• Given data:

▬▬▬▬▬▬▬▬▬▬

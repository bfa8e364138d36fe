//! Application constants and configuration defaults
//!
//! Centralized location for magic numbers and default values

use std::time::Duration;

/// HTTP client configuration
pub mod http {
    use super::*;

    /// Connection timeout for HTTP requests
    pub const CONNECT_TIMEOUT: Duration = Duration::from_secs(30);

    /// Per-request timeout. Batch generation of ten questions routinely takes 20-40s.
    pub const REQUEST_TIMEOUT: Duration = Duration::from_secs(90);

    /// User agent sent to providers
    pub const USER_AGENT: &str = "Quizbank/0.1";
}

/// Generation provider configuration
pub mod generation {
    /// Default Generative Language API host
    pub const DEFAULT_BASE_URL: &str = "https://generativelanguage.googleapis.com";

    /// Environment variable holding the provider API key
    pub const API_KEY_ENV: &str = "GEMINI_API_KEY";

    /// Sampling temperature for question generation
    pub const TEMPERATURE: f32 = 0.7;
}

/// Question bank configuration
pub mod bank {
    /// Questions generated per refill
    pub const REFILL_SIZE: usize = 10;

    /// Questions delivered per category per run
    pub const PACK_SIZE: usize = 5;

    /// SQLite file name inside the data directory
    pub const DATABASE_FILE_NAME: &str = "bank.db";
}

/// Retry defaults for the request executor
pub mod retry {
    use super::*;

    pub const MAX_RETRIES: u32 = 3;
    pub const INITIAL_DELAY: Duration = Duration::from_secs(1);
    pub const MAX_DELAY: Duration = Duration::from_secs(16);

    /// Providers enforce per-minute quotas; a 429 is not worth retrying sooner.
    pub const RATE_LIMIT_COOLDOWN: Duration = Duration::from_secs(60);
}

/// Filesystem layout
pub mod fs {
    /// Config directory name
    pub const CONFIG_DIR_NAME: &str = ".quizbank";

    /// Config file name inside the config directory
    pub const CONFIG_FILE_NAME: &str = "config.toml";
}
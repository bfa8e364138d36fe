//! Filesystem locations

use std::path::PathBuf;

use crate::constants;

/// Base directory for quizbank config and data (`~/.quizbank`)
pub fn config_dir() -> PathBuf {
    dirs::home_dir()
        .unwrap_or_else(|| PathBuf::from("."))
        .join(constants::fs::CONFIG_DIR_NAME)
}

/// Directory holding the bank database
pub fn data_dir() -> PathBuf {
    config_dir().join("data")
}

/// Default location of `config.toml`
pub fn default_config_path() -> PathBuf {
    config_dir().join(constants::fs::CONFIG_FILE_NAME)
}

/// Default location of the bank database
pub fn default_database_path() -> PathBuf {
    data_dir().join(constants::bank::DATABASE_FILE_NAME)
}
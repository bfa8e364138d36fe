//! Scripted backend for tests

use std::collections::{HashMap, VecDeque};
use std::sync::Mutex;
use std::time::Duration;

use async_trait::async_trait;
use tokio::time::Instant;

use super::backend::{GenerationBackend, ProviderError};
use super::prompt::GenerationRequest;
use super::strategy::ProviderStrategy;

/// One recorded provider call
#[derive(Debug, Clone)]
pub struct RecordedCall {
    pub model: String,
    pub structured_output: bool,
    pub at: Instant,
}

/// Backend that replays queued responses per model
///
/// When a model's queue is empty the model's fallback error is returned, or
/// `NotFound` if none was set.
#[derive(Default)]
pub struct ScriptedBackend {
    queues: Mutex<HashMap<String, VecDeque<Result<String, ProviderError>>>>,
    fallbacks: Mutex<HashMap<String, ProviderError>>,
    calls: Mutex<Vec<RecordedCall>>,
}

impl ScriptedBackend {
    pub fn new() -> Self {
        Self::default()
    }

    pub fn push(&self, model: &str, response: Result<String, ProviderError>) {
        self.queues
            .lock()
            .expect("queue lock poisoned")
            .entry(model.to_string())
            .or_default()
            .push_back(response);
    }

    pub fn set_fallback(&self, model: &str, error: ProviderError) {
        self.fallbacks
            .lock()
            .expect("fallback lock poisoned")
            .insert(model.to_string(), error);
    }

    pub fn calls(&self) -> Vec<RecordedCall> {
        self.calls.lock().expect("calls lock poisoned").clone()
    }

    pub fn call_count(&self) -> usize {
        self.calls.lock().expect("calls lock poisoned").len()
    }

    pub fn models_called(&self) -> Vec<String> {
        self.calls().into_iter().map(|c| c.model).collect()
    }

    /// Time between consecutive calls
    pub fn gaps(&self) -> Vec<Duration> {
        self.calls()
            .windows(2)
            .map(|w| w[1].at.duration_since(w[0].at))
            .collect()
    }
}

#[async_trait]
impl GenerationBackend for ScriptedBackend {
    async fn generate(
        &self,
        strategy: &ProviderStrategy,
        _request: &GenerationRequest,
    ) -> Result<String, ProviderError> {
        self.calls
            .lock()
            .expect("calls lock poisoned")
            .push(RecordedCall {
                model: strategy.model.clone(),
                structured_output: strategy.structured_output,
                at: Instant::now(),
            });

        let queued = self
            .queues
            .lock()
            .expect("queue lock poisoned")
            .get_mut(&strategy.model)
            .and_then(|q| q.pop_front());

        match queued {
            Some(response) => response,
            None => Err(self
                .fallbacks
                .lock()
                .expect("fallback lock poisoned")
                .get(&strategy.model)
                .cloned()
                .unwrap_or_else(|| ProviderError::NotFound(strategy.model.clone()))),
        }
    }
}

/// A fenced, commentary-wrapped payload of `count` valid questions
pub fn fenced_batch(count: usize) -> String {
    let items: Vec<serde_json::Value> = (0..count)
        .map(|i| {
            serde_json::json!({
                "question": format!("Question {}?", i + 1),
                "options": ["A", "B", "C", "D"],
                "correctIndex": i % 4,
                "explanation": format!("Because {}", i + 1),
                "topic": "Networking"
            })
        })
        .collect();
    format!(
        "Here are your questions:\n```json\n{}\n```\nGood luck!",
        serde_json::Value::Array(items)
    )
}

▬▬▬▬▬▬▬▬▬▬

• Problem description: Leave out every line above except those from the line with "provider API key" up to and including the line with "pub const REFILL_SIZE: usize = 10;", and copy those exactly.

• Expected output:
    /// Environment variable holding the provider API key
    pub const API_KEY_ENV: &str = "GEMINI_API_KEY";

    /// Sampling temperature for question generation
    pub const TEMPERATURE: f32 = 0.7;
}

/// Question bank configuration
pub mod bank {
    /// Questions generated per refill
    pub const REFILL_SIZE: usize = 10;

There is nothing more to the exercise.